Des questions simples et directes qui, comme toutes les questions simples et directes, sont les plus pertinentes.
– Maman, pourquoi tu fumes ?
– Parce que j’aime fumer, mon petit lapin.
C’est ce que je leur réponds tout le temps. Enfin là c’est au Grand Lièvre, parce qu’à la Petite Souris je dis « ma minette », et au Marcass’ « mon petit chat ». Comme ça vous savez tout de ma vie de maman.
Parfois les enfants insistent, s’intéressent, parce qu’ils apprennent des choses du dehors, ils découvrent le monde autour, ils font des liens.

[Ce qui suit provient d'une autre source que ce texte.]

//! Message composition
//!
//! A send runs `user echo -> generation call -> apply`. The user message is
//! appended before any network activity. Whatever the generation service
//! does, the log then gains exactly one assistant message: the reply on
//! success, or a [`fallback`] document on failure.
//!
//! The echo and apply steps each run inside
//! [`ProjectStore::with_existing`], so a concurrent project delete either
//! finishes before a step or waits for it. No lock is held across the
//! awaited call, so concurrent sends on one log interleave at message
//! granularity. [`ResponseOrdering`] decides what happens when their replies
//! resolve out of order.

use std::collections::HashMap;
use std::sync::{Arc, Mutex};

use crate::config::ResponseOrdering;
use crate::error::Result;
use crate::fallback;
use crate::generation::{ArchitectureRequest, EnhanceRequest, Generator, IssueRequest};
use crate::store::{lock, ContextBridge, ConversationStore, ProjectStore};
use crate::types::{ArchitectureContextSnapshot, Message};

/// What a send did to its target log.
#[derive(Debug, Clone, PartialEq, Eq)]
pub enum SendOutcome {
    /// Blank prompt; nothing was appended or sent
    Skipped,
    /// Reply from the generation service was appended
    Applied { message: Message },
    /// Generation failed; the synthesized document was appended
    FallbackApplied { message: Message },
    /// Target is unknown, or was deleted while the call was in flight
    Dropped,
    /// A newer send on the same log is outstanding; reply discarded
    Superseded,
}

impl SendOutcome {
    /// The assistant message appended by this send, if any.
    pub fn message(&self) -> Option<&Message> {
        match self {
            SendOutcome::Applied { message } | SendOutcome::FallbackApplied { message } => {
                Some(message)
            }
            _ => None,
        }
    }

    pub fn is_fallback(&self) -> bool {
        matches!(self, SendOutcome::FallbackApplied { .. })
    }
}

#[derive(Debug, Clone, PartialEq, Eq, Hash)]
enum LogKey {
    Architecture(String),
    Issue(String, String),
}

/// Sends prompts to the generation service and applies the replies.
pub struct MessageComposer {
    projects: Arc<ProjectStore>,
    conversations: Arc<ConversationStore>,
    context: Arc<ContextBridge>,
    generator: Arc<dyn Generator>,
    ordering: ResponseOrdering,
    /// Latest ticket issued per log
    tickets: Mutex<HashMap<LogKey, u64>>,
}

impl MessageComposer {
    pub fn new(
        projects: Arc<ProjectStore>,
        conversations: Arc<ConversationStore>,
        context: Arc<ContextBridge>,
        generator: Arc<dyn Generator>,
        ordering: ResponseOrdering,
    ) -> Self {
        Self {
            projects,
            conversations,
            context,
            generator,
            ordering,
            tickets: Mutex::new(HashMap::new()),
        }
    }

    pub fn ordering(&self) -> ResponseOrdering {
        self.ordering
    }

    /// Send a prompt on the project's architecture log.
    ///
    /// After the assistant message lands, the project's context snapshot is
    /// replaced with the reply text and the full log. An unknown project
    /// yields [`SendOutcome::Dropped`] without touching any store.
    pub async fn send_architecture(&self, project_id: &str, prompt: &str) -> Result<SendOutcome> {
        if prompt.trim().is_empty() {
            return Ok(SendOutcome::Skipped);
        }

        let key = LogKey::Architecture(project_id.to_string());
        let echoed = self.projects.with_existing(project_id, || {
            self.conversations
                .append_architecture_message(project_id, Message::user(prompt));
            self.issue_ticket(&key)
        });
        let Some(ticket) = echoed else {
            tracing::debug!(project_id, "Architecture send to unknown project ignored");
            return Ok(self.drop_reply());
        };

        let request = ArchitectureRequest::new(prompt, project_id);
        let (text, is_fallback) = match self.generator.ask_architecture(&request).await {
            Ok(reply) => (reply.text, false),
            Err(e) => {
                tracing::warn!(project_id, error = %e, "Architecture generation failed, using fallback");
                (fallback::design_document(prompt), true)
            }
        };

        let applied = self.projects.with_existing(project_id, || {
            if !self.is_current(&key, ticket) {
                return None;
            }
            let message = self
                .conversations
                .append_architecture_message(project_id, Message::assistant(text.clone()));
            let log = self.conversations.architecture_messages(project_id);
            self.context.update(
                project_id,
                ArchitectureContextSnapshot::new(project_id, text, log),
            );
            Some(message)
        });

        match applied {
            Some(Some(message)) => Ok(finish(message, is_fallback)),
            Some(None) => {
                tracing::debug!(project_id, ticket, "Architecture reply superseded");
                Ok(SendOutcome::Superseded)
            }
            None => {
                tracing::debug!(project_id, "Project deleted mid-send, dropping reply");
                Ok(self.drop_reply())
            }
        }
    }

    /// Send a prompt on one issue thread.
    ///
    /// The request carries the project's context snapshot (or `null`) and
    /// the thread's messages from before this prompt. An unknown project or
    /// thread yields [`SendOutcome::Dropped`] without touching any store.
    pub async fn send_issue(
        &self,
        project_id: &str,
        thread_id: &str,
        prompt: &str,
    ) -> Result<SendOutcome> {
        if prompt.trim().is_empty() {
            return Ok(SendOutcome::Skipped);
        }

        let key = LogKey::Issue(project_id.to_string(), thread_id.to_string());
        let echoed = self.projects.with_existing(project_id, || {
            let history = self.conversations.thread(project_id, thread_id)?.history();
            self.conversations
                .append_thread_message(project_id, thread_id, Message::user(prompt))?;
            Some((history, self.issue_ticket(&key)))
        });
        let Some((history, ticket)) = echoed.flatten() else {
            tracing::debug!(project_id, thread_id, "Issue send to unknown target ignored");
            return Ok(self.drop_reply());
        };

        let context = self.context.get(project_id);
        let has_context = context.is_some();
        let request = IssueRequest {
            message: prompt.to_string(),
            project_id: project_id.to_string(),
            context,
            history,
        };

        let (text, is_fallback) = match self.generator.ask_issue(&request).await {
            Ok(reply) => (reply.text, false),
            Err(e) => {
                tracing::warn!(project_id, thread_id, error = %e, "Issue generation failed, using fallback");
                (fallback::synthesize(prompt, has_context), true)
            }
        };

        let applied = self.projects.with_existing(project_id, || {
            if !self.is_current(&key, ticket) {
                return Some(None);
            }
            self.conversations
                .append_thread_message(project_id, thread_id, Message::assistant(text))
                .map(Some)
        });

        match applied.flatten() {
            Some(Some(message)) => Ok(finish(message, is_fallback)),
            Some(None) => {
                tracing::debug!(project_id, thread_id, ticket, "Issue reply superseded");
                Ok(SendOutcome::Superseded)
            }
            None => {
                tracing::debug!(project_id, thread_id, "Thread deleted mid-send, dropping reply");
                Ok(self.drop_reply())
            }
        }
    }

    /// Rewrite a rough prompt into a fuller one.
    ///
    /// Blank prompts yield `None`. Failures yield a fixed enhancement template.
    pub async fn enhance_prompt(&self, prompt: &str) -> Option<String> {
        if prompt.trim().is_empty() {
            return None;
        }

        let request = EnhanceRequest {
            message: prompt.to_string(),
        };
        match self.generator.enhance_prompt(&request).await {
            Ok(reply) => Some(reply.text),
            Err(e) => {
                tracing::warn!(error = %e, "Prompt enhancement failed, using fallback");
                Some(fallback::enhance_fallback(prompt))
            }
        }
    }

    fn issue_ticket(&self, key: &LogKey) -> u64 {
        let mut tickets = lock(&self.tickets);
        let latest = tickets.entry(key.clone()).or_insert(0);
        *latest += 1;
        *latest
    }

    /// Resolve a send as dropped and forget tickets of logs that are gone.
    fn drop_reply(&self) -> SendOutcome {
        let keys: Vec<LogKey> = lock(&self.tickets).keys().cloned().collect();
        let stale: Vec<LogKey> = keys
            .into_iter()
            .filter(|key| match key {
                LogKey::Architecture(pid) => !self.projects.contains(pid),
                LogKey::Issue(pid, tid) => {
                    !self.projects.contains(pid) || self.conversations.thread(pid, tid).is_none()
                }
            })
            .collect();

        if !stale.is_empty() {
            let mut tickets = lock(&self.tickets);
            for key in &stale {
                tickets.remove(key);
            }
            tracing::debug!(count = stale.len(), "Pruned tickets of deleted logs");
        }
        SendOutcome::Dropped
    }

    /// Number of logs with an outstanding ticket.
    pub(crate) fn tracked_logs(&self) -> usize {
        lock(&self.tickets).len()
    }

    fn is_current(&self, key: &LogKey, ticket: u64) -> bool {
        match self.ordering {
            ResponseOrdering::ResolutionOrder => true,
            ResponseOrdering::LatestOnly => {
                lock(&self.tickets).get(key).copied().unwrap_or(0) == ticket
            }
        }
    }
}

fn finish(message: Message, is_fallback: bool) -> SendOutcome {
    if is_fallback {
        SendOutcome::FallbackApplied { message }
    } else {
        SendOutcome::Applied { message }
    }
}
//! In-memory stores hydrated from, and mirrored to, the persistence layer
//!
//! - [`ProjectStore`] owns the project list
//! - [`ConversationStore`] owns architecture logs and issue threads
//! - [`ContextBridge`] owns one architecture context snapshot per project
//!
//! Each store is the sole mutator of its data. A mutation and its
//! persistence mirror run under one lock, so no two mutations interleave.

mod context;
mod conversation;
mod project;

pub use context::ContextBridge;
pub use conversation::ConversationStore;
pub use project::ProjectStore;

use std::sync::{Mutex, MutexGuard, PoisonError};

/// Lock a store's state, recovering it if a previous holder panicked.
pub(crate) fn lock<T>(state: &Mutex<T>) -> MutexGuard<'_, T> {
    state.lock().unwrap_or_else(PoisonError::into_inner)
}
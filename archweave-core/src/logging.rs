//! Logging infrastructure for archweave
//!
//! Logs are written to `~/.local/state/archweave/archweave.log` following XDG standards.

use crate::config::{Config, LoggingConfig};
use std::path::PathBuf;
use tracing_appender::rolling::{RollingFileAppender, Rotation};
use tracing_subscriber::{
    fmt::{self, format::FmtSpan},
    layer::SubscriberExt,
    util::SubscriberInitExt,
    EnvFilter,
};

const LOG_FILE_PREFIX: &str = "archweave.log";

/// Initialize the logging system
///
/// Sets up tracing with:
/// - File output to XDG state directory
/// - Daily rotation, keeping `config.max_files` files
/// - Configurable log level via config or RUST_LOG env var
///
/// Logs never go to stdout so command output stays clean.
pub fn init(config: &LoggingConfig) -> crate::error::Result<LoggingGuard> {
    let log_dir = Config::state_dir();

    std::fs::create_dir_all(&log_dir)?;

    let file_appender = RollingFileAppender::builder()
        .rotation(Rotation::DAILY)
        .filename_prefix(LOG_FILE_PREFIX)
        .max_log_files(config.max_files.max(1))
        .build(&log_dir)
        .map_err(|e| crate::error::Error::Config(format!("failed to create log appender: {}", e)))?;

    let (non_blocking, guard) = tracing_appender::non_blocking(file_appender);

    let filter = EnvFilter::try_from_default_env().unwrap_or_else(|_| EnvFilter::new(&config.level));

    let file_layer = fmt::layer()
        .with_writer(non_blocking)
        .with_ansi(false)
        .with_target(true)
        .with_thread_ids(true)
        .with_file(true)
        .with_line_number(true);

    tracing_subscriber::registry()
        .with(filter)
        .with(file_layer)
        .try_init()
        .map_err(|e| crate::error::Error::Config(format!("logging already initialized: {}", e)))?;

    tracing::info!(
        log_dir = %log_dir.display(),
        level = %config.level,
        "Logging initialized"
    );

    Ok(LoggingGuard { _guard: guard })
}

/// Initialize logging for tests (logs to the test writer)
pub fn init_test() {
    let _ = tracing_subscriber::fmt()
        .with_env_filter(EnvFilter::from_default_env())
        .with_test_writer()
        .with_span_events(FmtSpan::CLOSE)
        .try_init();
}

/// Guard that keeps the logging system alive
///
/// When dropped, flushes any pending log writes.
pub struct LoggingGuard {
    _guard: tracing_appender::non_blocking::WorkerGuard,
}

/// Returns the log file path
pub fn log_file_path() -> PathBuf {
    Config::log_path()
}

– Mais c’est pas bon pour la santé de fumer, non ?
– Non, c’est pas bon.
– Mais alors… pourquoi tu fumes ?
C’était dans l’auto. En écoutant les Doors. Touch me baby. Can’t you see that I am not afraid ?
On a profité de passer les vacances dans le Sud chez papy et mamie pour aller acheter des cigarettes en Espagne, rapport à ce que mon dernier paquet de Philip Morris à Paris m’a coûté 9,80 €. Alors je sais, c’est pas bien l’Espagne, je devrais faire marcher l’économie de mon pays, tout ça. Mais 10 € le paquet s’te plaît ??!
(Alors que seulement 20 francs le cunnilingus ! Ceci est un message privé pour mon pote David qui n’a rien à voir avec le sujet de l’article. Pardon mais j’ai pas pu m’empêcher… 🙂 )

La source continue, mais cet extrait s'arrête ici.